- **EXERCISE OBJECTIVE**
Scan the records for the word "Ordering". Report each line where it occurs.

^^^^

//! server — tiny_http listener + worker pool in front of `Site`.
//!
//! `Site` is the request entry point: fixed pages first, then the volume
//! route table. Workers share one `tiny_http::Server` and each blocks in
//! `recv()`; a reply is converted to a tiny_http response only at the edge.

use anyhow::{anyhow, Context, Result};
use log::{debug, info, warn};
use std::io::{self, Cursor, Read};
use std::net::SocketAddr;
use std::sync::atomic::{AtomicBool, Ordering};
use std::sync::Arc;
use std::thread::{self, JoinHandle};
use tiny_http::{Header, Response, ResponseBox, Server, StatusCode};

use crate::consts::{ENDPOINT_FILESYSTEM, ENDPOINT_HEALTH, ENDPOINT_METRICS, ENDPOINT_PARTS};
use crate::http::{pages, Body, HttpRequest, Reply};
use crate::ident::Salt;
use crate::metrics;
use crate::router::Router;

/// Request dispatch for the whole HTTP surface.
pub struct Site {
    router: Arc<Router>,
    salt: Salt,
}

impl Site {
    pub fn new(router: Arc<Router>, salt: Salt) -> Self {
        Self { router, salt }
    }

    pub fn handle(&self, rq: &HttpRequest) -> Reply {
        let reply = self.route(rq);
        metrics::record_request(reply.status);
        reply
    }

    fn route(&self, rq: &HttpRequest) -> Reply {
        let path = rq.path.as_str();
        let under_fs = path
            .strip_prefix(ENDPOINT_FILESYSTEM)
            .map_or(false, |r| r.is_empty() || r.starts_with('/'));
        if under_fs {
            return self.router.dispatch(rq);
        }
        match path {
            "/" => pages::index_page(),
            ENDPOINT_PARTS => pages::parts_page(&self.router.snapshot(), &self.salt),
            ENDPOINT_HEALTH => pages::health_page(),
            ENDPOINT_METRICS => pages::metrics_page(self.router.len()),
            _ => pages::root_not_found(),
        }
    }
}

/// Running HTTP service: bound listener + worker threads.
pub struct HttpService {
    server: Arc<Server>,
    workers: Vec<JoinHandle<()>>,
    stop: Arc<AtomicBool>,
}

impl HttpService {
    /// Bind `addr` and start `workers` threads serving `site`.
    pub fn start(site: Arc<Site>, addr: &str, workers: usize) -> Result<Self> {
        let server = Server::http(addr).map_err(|e| anyhow!("bind http at {}: {}", addr, e))?;
        let server = Arc::new(server);
        let stop = Arc::new(AtomicBool::new(false));

        let mut handles = Vec::with_capacity(workers.max(1));
        for n in 0..workers.max(1) {
            let server = server.clone();
            let site = site.clone();
            let stop = stop.clone();
            let h = thread::Builder::new()
                .name(format!("partserve-http-{}", n))
                .spawn(move || worker_loop(&server, &site, &stop))
                .with_context(|| format!("spawn http worker {}", n))?;
            handles.push(h);
        }

        Ok(Self {
            server,
            workers: handles,
            stop,
        })
    }

    pub fn local_addr(&self) -> Option<SocketAddr> {
        self.server.server_addr().to_ip()
    }

    /// Block until every worker exits (i.e. forever, unless `shutdown` is called).
    pub fn join(self) {
        for h in self.workers {
            let _ = h.join();
        }
    }

    /// Stop workers and wait for them.
    pub fn shutdown(self) {
        self.stop.store(true, Ordering::SeqCst);
        for _ in 0..self.workers.len() {
            self.server.unblock();
        }
        self.join();
    }
}

fn worker_loop(server: &Server, site: &Site, stop: &AtomicBool) {
    loop {
        let rq = match server.recv() {
            Ok(rq) => rq,
            Err(e) => {
                if stop.load(Ordering::SeqCst) {
                    return;
                }
                warn!("http recv error: {}", e);
                continue;
            }
        };
        if stop.load(Ordering::SeqCst) {
            return;
        }

        let req = HttpRequest::new(rq.method().as_str(), rq.url());
        let reply = site.handle(&req);
        debug!("http {} {} -> {}", req.method, req.raw_path, reply.status);

        if let Err(e) = rq.respond(into_response(reply)) {
            warn!("http respond error: {}", e);
        }
    }
}

/// Blocking convenience: start the service and serve forever.
pub fn serve(site: Arc<Site>, addr: &str, workers: usize) -> Result<()> {
    let svc = HttpService::start(site, addr, workers)?;
    info!("http srv addr={}", addr);
    svc.join();
    Ok(())
}

fn into_response(reply: Reply) -> ResponseBox {
    let headers: Vec<Header> = reply
        .headers
        .iter()
        .filter_map(|(k, v)| Header::from_bytes(k.as_bytes(), v.as_bytes()).ok())
        .collect();
    let (data, len): (Box<dyn Read + Send>, usize) = match reply.body {
        Body::Empty => (Box::new(io::empty()), 0),
        Body::Bytes(b) => {
            let n = b.len();
            (Box::new(Cursor::new(b)), n)
        }
        Body::File { file, len } => (Box::new(file), len as usize),
    };
    Response::new(StatusCode(reply.status), headers, data, Some(len), None)
}
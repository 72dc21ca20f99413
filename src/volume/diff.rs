use std::collections::HashSet;

use super::Volume;

/// Entries of `new` whose mount point does not appear anywhere in `old`.
///
/// Matching is by mount point only: a different device remounted at a known
/// path is not reported. Removed volumes are not reported either.
/// O(n): one pass to index `old`, one pass to filter `new`.
pub fn diff(old: &[Volume], new: &[Volume]) -> Vec<Volume> {
    let seen: HashSet<&str> = old.iter().map(|v| v.mount_point.as_str()).collect();
    new.iter()
        .filter(|v| !seen.contains(v.mount_point.as_str()))
        .cloned()
        .collect()
}

#[cfg(test)]
mod tests {
    use super::*;

    fn vols(mounts: &[&str]) -> Vec<Volume> {
        mounts.iter().map(|m| Volume::new("/dev/x", *m)).collect()
    }

    #[test]
    fn reports_only_new_mount_points() {
        let got = diff(&vols(&["/a", "/b"]), &vols(&["/b", "/c"]));
        assert_eq!(got, vols(&["/c"]));
    }

    #[test]
    fn same_snapshot_yields_nothing() {
        let x = vols(&["/", "/boot", "/data"]);
        assert!(diff(&x, &x).is_empty());
    }

    #[test]
    fn remount_with_other_device_is_not_new() {
        let old = vec![Volume::new("/dev/sda1", "/data")];
        let new = vec![Volume::new("/dev/sdb1", "/data")];
        assert!(diff(&old, &new).is_empty());
    }

    #[test]
    fn empty_old_reports_everything_in_order() {
        let new = vols(&["/z", "/a", "/m"]);
        assert_eq!(diff(&[], &new), new);
    }
}
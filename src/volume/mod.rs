//! volume — mounted volumes as seen by the OS.
//!
//! - `Volume`: one mounted filesystem at a point in time (immutable, replaced every poll).
//! - `VolumeSource`: the OS enumeration boundary; any backend returning the same shape works.
//! - `ProcMounts`: Linux backend over /proc/self/mounts (see mounts.rs).
//! - `diff`: one-directional snapshot diff keyed by mount point (see diff.rs).

use anyhow::Result;
use serde::Serialize;

mod diff;
mod mounts;

pub use diff::diff;
pub use mounts::ProcMounts;

/// Volume descriptor. `mount_point` is the natural key.
#[derive(Clone, Debug, PartialEq, Eq, Serialize)]
pub struct Volume {
    pub device: String,
    pub mount_point: String,
    pub fstype: String,
    pub opts: Vec<String>,
}

impl Volume {
    pub fn new<D: Into<String>, M: Into<String>>(device: D, mount_point: M) -> Self {
        Self {
            device: device.into(),
            mount_point: mount_point.into(),
            fstype: String::new(),
            opts: Vec::new(),
        }
    }

    pub fn with_fstype<S: Into<String>>(mut self, fstype: S) -> Self {
        self.fstype = fstype.into();
        self
    }

    pub fn with_opts<I, S>(mut self, opts: I) -> Self
    where
        I: IntoIterator<Item = S>,
        S: Into<String>,
    {
        self.opts = opts.into_iter().map(Into::into).collect();
        self
    }
}

/// Источник списка смонтированных томов. Thread-safe.
pub trait VolumeSource: Send + Sync {
    /// Enumerate mounted volumes in OS order.
    /// `include_pseudo = false` drops virtual filesystems (proc, sysfs, tmpfs, ...).
    fn list(&self, include_pseudo: bool) -> Result<Vec<Volume>>;
}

^^^^

- **EXERCISE OUTPUT**
use std::sync::atomic::{AtomicBool, Ordering};
        self.stop.store(true, Ordering::SeqCst);
                if stop.load(Ordering::SeqCst) {
        if stop.load(Ordering::SeqCst) {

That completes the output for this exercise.